You are viewing a plain text version of this content. The canonical link for it is here.

Posted to user@pig.apache.org by Steve Watt <wa...@gmail.com> on 2011/04/22 23:25:31 UTC

Pig FILTER with INDEXOF not working

Hi Folks

I've done a load of a dataset and I am attempting to filter out unwanted
records by checking that one of my tuple fields contains a particular
string. I've distilled this issue down to the sample excite.log that ships
with Pig for easy recreation. I've read through the INDEXOF code and I think
this should work (lots of queries that contain the word yahoo) but my
queries dump always contains zero records. Can anyone tell me what I am
doing wrong?

raw = LOAD 'tutorial/excite.log' USING PigStorage('\t') AS (user, time,
query);
queries = FILTER raw BY (INDEXOF(query,'yahoo') > 0);
dump queries;

Regards
Steve Watt

Re: Pig FILTER with INDEXOF not working

Posted by Aniket Mokashi <am...@andrew.cmu.edu>.

I think the fix is-
tuple.set(0, new DataByteArray(url));
to
tuple.set(0, url);

Thanks,
Aniket

On Fri, April 22, 2011 8:30 pm, Steve Watt wrote:
> Richard, if you're coming to OSCON or Hadoop Summit, please let me know
> so I can buy you a beer. Thanks for the help. This now works for with the
> excite log using PigStorage();
>
> It is however still not working with my custom LoadFunc and data. For
> reference, I am using Pig 0.8. I have written a custom LoadFunc for Apache
>  Nutch Segments that reads in each page that is crawled and represents it
> as a Tuple of (Url, ContentType, PageContent) as shown in the script
> below:
>
>
> webcrawl = load 'crawled/segments/20110404124435/content/part-00000/data'
>  using com.hp.demo.SegmentLoader() AS (url:chararray, type:chararray,
> content:chararray);
> companies = FILTER webcrawl BY (INDEXOF(url,'comp') >= 0); dump companies;
>
> This keeps failing with ERROR 1071: Cannot convert a
> generic_writablecomparable to a String.
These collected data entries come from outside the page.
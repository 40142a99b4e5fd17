//! The task waker: waking a suspended frame posts a resume job for it on
//! its own dispatcher. Wakes of a done or cancelled frame are dropped, and
//! the notify protocol coalesces concurrent wakes so at most one resume
//! job is ever in flight.

use crate::task::harness::{self, RawTask};
use crate::task::state::CoroutineStatus;
use std::sync::Arc;
use std::task::Wake;
use std::time::Duration;

pub(crate) struct TaskWaker {
    raw: Arc<dyn RawTask>,
}

impl TaskWaker {
    pub(crate) fn new(raw: Arc<dyn RawTask>) -> Self {
        Self { raw }
    }
}

impl Wake for TaskWaker {
    fn wake(self: Arc<Self>) {
        self.wake_by_ref();
    }

    fn wake_by_ref(self: &Arc<Self>) {
        if self.raw.status() == CoroutineStatus::Canceled || self.raw.is_frame_done() {
            return;
        }
        if self.raw.transition_to_scheduled() {
            harness::schedule_resume(self.raw.clone(), Duration::ZERO);
        }
    }
}
//! Drives a frame through resume and completion jobs.
//!
//! The launch protocol posts a resume job whose body is [`RawTask::resume`]:
//! poll the frame once, and on the first resume also post the *completion
//! job* — [`RawTask::complete`] gated on the frame being done. Subsequent
//! resumes are posted by the task's waker. Everything here is type-erased
//! behind [`RawTask`] so jobs and wakers need no knowledge of the frame's
//! output type.

use crate::callable::Callable;
use crate::context::{self, TaskContext};
use crate::dispatch::Dispatcher;
use crate::task::state::{CoroutineState, CoroutineStatus, StateFlags};
use crate::task::waker::TaskWaker;
use crate::task::TaskId;
use std::panic::{self, AssertUnwindSafe};
use std::sync::{Arc, Weak};
use std::task::{Context, Poll, Waker};
use std::time::Duration;

/// Type-erased view of a [`CoroutineState`], the receiver of every job the
/// runtime schedules on a frame's behalf.
pub(crate) trait RawTask: Send + Sync + 'static {
    /// Resume-job body: poll the frame up to its next suspension point.
    fn resume(self: Arc<Self>);

    /// Completion-job body: transition to FINISHED and hand off.
    fn complete(self: Arc<Self>);

    fn is_frame_done(&self) -> bool;

    fn task_id(&self) -> TaskId;

    fn status(&self) -> CoroutineStatus;

    /// The bound dispatcher, if still alive.
    fn dispatcher(&self) -> Option<Arc<dyn Dispatcher>>;

    /// Wake path of the notify protocol; see [`CoroutineState`].
    fn transition_to_scheduled(&self) -> bool;
}

/// Post a resume job for `raw` on its own dispatcher.
pub(crate) fn schedule_resume(raw: Arc<dyn RawTask>, delay: Duration) {
    let Some(dispatcher) = raw.dispatcher() else {
        return;
    };
    let id = raw.task_id();
    dispatcher.dispatch(
        id,
        delay,
        Callable::new(move || raw.clone().resume()),
    );
}

/// Post the completion job for `raw`, gated on the frame being done.
fn post_completion(raw: Arc<dyn RawTask>) {
    let Some(dispatcher) = raw.dispatcher() else {
        return;
    };
    let id = raw.task_id();
    let predicate = {
        let raw = raw.clone();
        Callable::new(move || raw.is_frame_done())
    };
    dispatcher.dispatch_when(
        id,
        Duration::ZERO,
        Callable::new(move || raw.clone().complete()),
        predicate,
    );
}

impl<T: Send + 'static> RawTask for CoroutineState<T> {
    fn resume(self: Arc<Self>) {
        if !self.transition_to_running() {
            return;
        }
        if self.status() == CoroutineStatus::Canceled || self.is_frame_done() {
            return;
        }

        // Take the frame out of the slot so a concurrent cancel cannot free
        // it mid-poll; cancel observing an empty slot only flips the status.
        let (frame, dispatcher) = {
            let mut inner = self.inner.lock();
            (inner.frame.take(), inner.dispatcher.clone())
        };
        let Some(mut frame) = frame else {
            return;
        };
        let Some(dispatcher) = dispatcher else {
            return;
        };

        let poll = {
            let _ctx = context::enter(TaskContext {
                dispatcher,
                task_id: self.key(),
            });
            let waker = Waker::from(Arc::new(TaskWaker::new(
                self.clone() as Arc<dyn RawTask>
            )));
            let mut cx = Context::from_waker(&waker);
            panic::catch_unwind(AssertUnwindSafe(|| frame.as_mut().poll(&mut cx)))
        };

        let mut finished = false;
        {
            let mut inner = self.inner.lock();
            match poll {
                Err(payload) => {
                    inner.panic = Some(payload);
                    finished = true;
                }
                Ok(Poll::Ready(value)) => {
                    inner.value = Some(value);
                    finished = true;
                }
                Ok(Poll::Pending) => {
                    if self.status() == CoroutineStatus::Canceled {
                        // Cancelled at a suspension point: short-circuit to
                        // frame destruction by not storing it back.
                        drop(frame);
                    } else {
                        inner.frame = Some(frame);
                    }
                }
            }
        }
        if finished {
            self.set_frame_done();
        }

        if self.take_completion_ticket() {
            post_completion(self.clone());
        }

        if !finished && self.transition_after_poll() {
            schedule_resume(self, Duration::ZERO);
        }
    }

    fn complete(self: Arc<Self>) {
        let mut inner = self.inner.lock();
        if self.status() == CoroutineStatus::Canceled {
            return;
        }
        self.set_status(CoroutineStatus::Finished);

        if let Some(awaiter) = inner.awaiter.take() {
            drop(inner);
            awaiter.wake();
        } else if inner.flags.contains(StateFlags::DETACHED) {
            if inner.panic.is_some() {
                tracing::warn!(id = %self.key(), "detached task panicked; payload dropped");
            }
            let dispatcher = inner.dispatcher.as_ref().and_then(Weak::upgrade);
            drop(inner);
            if let Some(dispatcher) = dispatcher {
                dispatcher.cancel_jobs(self.key());
            }
        }
    }

    fn is_frame_done(&self) -> bool {
        CoroutineState::is_frame_done(self)
    }

    fn task_id(&self) -> TaskId {
        self.key()
    }

    fn status(&self) -> CoroutineStatus {
        CoroutineState::status(self)
    }

    fn dispatcher(&self) -> Option<Arc<dyn Dispatcher>> {
        self.inner
            .lock()
            .dispatcher
            .as_ref()
            .and_then(Weak::upgrade)
    }

    fn transition_to_scheduled(&self) -> bool {
        CoroutineState::transition_to_scheduled(self)
    }
}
However, If I change the script to
>  the following (remove schema type & straight dump after load), it works:
>
>
> webcrawl = load 'crawled/segments/20110404124435/content/part-00000/data'
>  using com.hp.demo.SegmentLoader() AS (url, type, content); dump webcrawl;
>
>
> Clearly, as soon as I inject types into the Load Schema it starts
> bombing. Can anyone tell me what I am doing wrong? I have attached my
> Nutch LoadFunc
> below for reference:
>
> public class SegmentLoader extends FileInputLoadFunc {
>
> private SequenceFileRecordReader<WritableComparable, Content> reader;
> protected static final Log LOG = LogFactory.getLog(SegmentLoader.class);
> @Override
> public void setLocation(String location, Job job) throws IOException {
> FileInputFormat.setInputPaths(job, location);
> }
> @SuppressWarnings("unchecked")
> @Override
> public InputFormat getInputFormat() throws IOException { return new
> SequenceFileInputFormat<WritableComparable, Content>();
> }
>
>
> @SuppressWarnings("unchecked")
> @Override
> public void prepareToRead(RecordReader reader, PigSplit split) throws
> IOException {
> this.reader = (SequenceFileRecordReader) reader; }
>
>
> @Override
> public Tuple getNext() throws IOException { try { if
> (!reader.nextKeyValue()){
> return null; }
> Content value = ((Content)reader.getCurrentValue());
> String url = value.getUrl();
> String type = value.getContentType();
> String content = value.getContent().toString();
> Tuple tuple  = TupleFactory.getInstance().newTuple(3);
> tuple.set(0, new DataByteArray(url)); tuple.set(1, new
> DataByteArray(type));
> tuple.set(2, new DataByteArray(content)); return tuple; } catch
> (InterruptedException e){
> throw new ExecException(e); }
> }
>
>
> }
>
>
> On Fri, Apr 22, 2011 at 5:17 PM, Richard Ding <rd...@yahoo-inc.com>
> wrote:
>
>
>> raw = LOAD 'tutorial/excite.log' USING PigStorage('\t') AS (user, time,
>>  query:chararray);
>>
>>
>> queries = FILTER raw BY (INDEXOF(query,'yahoo') >= 0); dump queries;
>>
>>
>> On 4/22/11 2:25 PM, "Steve Watt" <wa...@gmail.com> wrote:
>>
>>
>> Hi Folks
>>
>>
>> I've done a load of a dataset and I am attempting to filter out
>> unwanted records by checking that one of my tuple fields contains a
>> particular string. I've distilled this issue down to the sample
>> excite.log that ships with Pig for easy recreation. I've read through
>> the INDEXOF code and I think this should work (lots of queries that
>> contain the word yahoo) but my queries dump always contains zero
>> records. Can anyone tell me what I am doing wrong?
>>
>> raw = LOAD 'tutorial/excite.log' USING PigStorage('\t') AS (user, time,
>>  query); queries = FILTER raw BY (INDEXOF(query,'yahoo') > 0); dump
>> queries;
>>
>> Regards
>> Steve Watt
>>
>>
>>
>

Re: Pig FILTER with INDEXOF not working

Posted by Dmitriy Ryaboy <dv...@gmail.com>.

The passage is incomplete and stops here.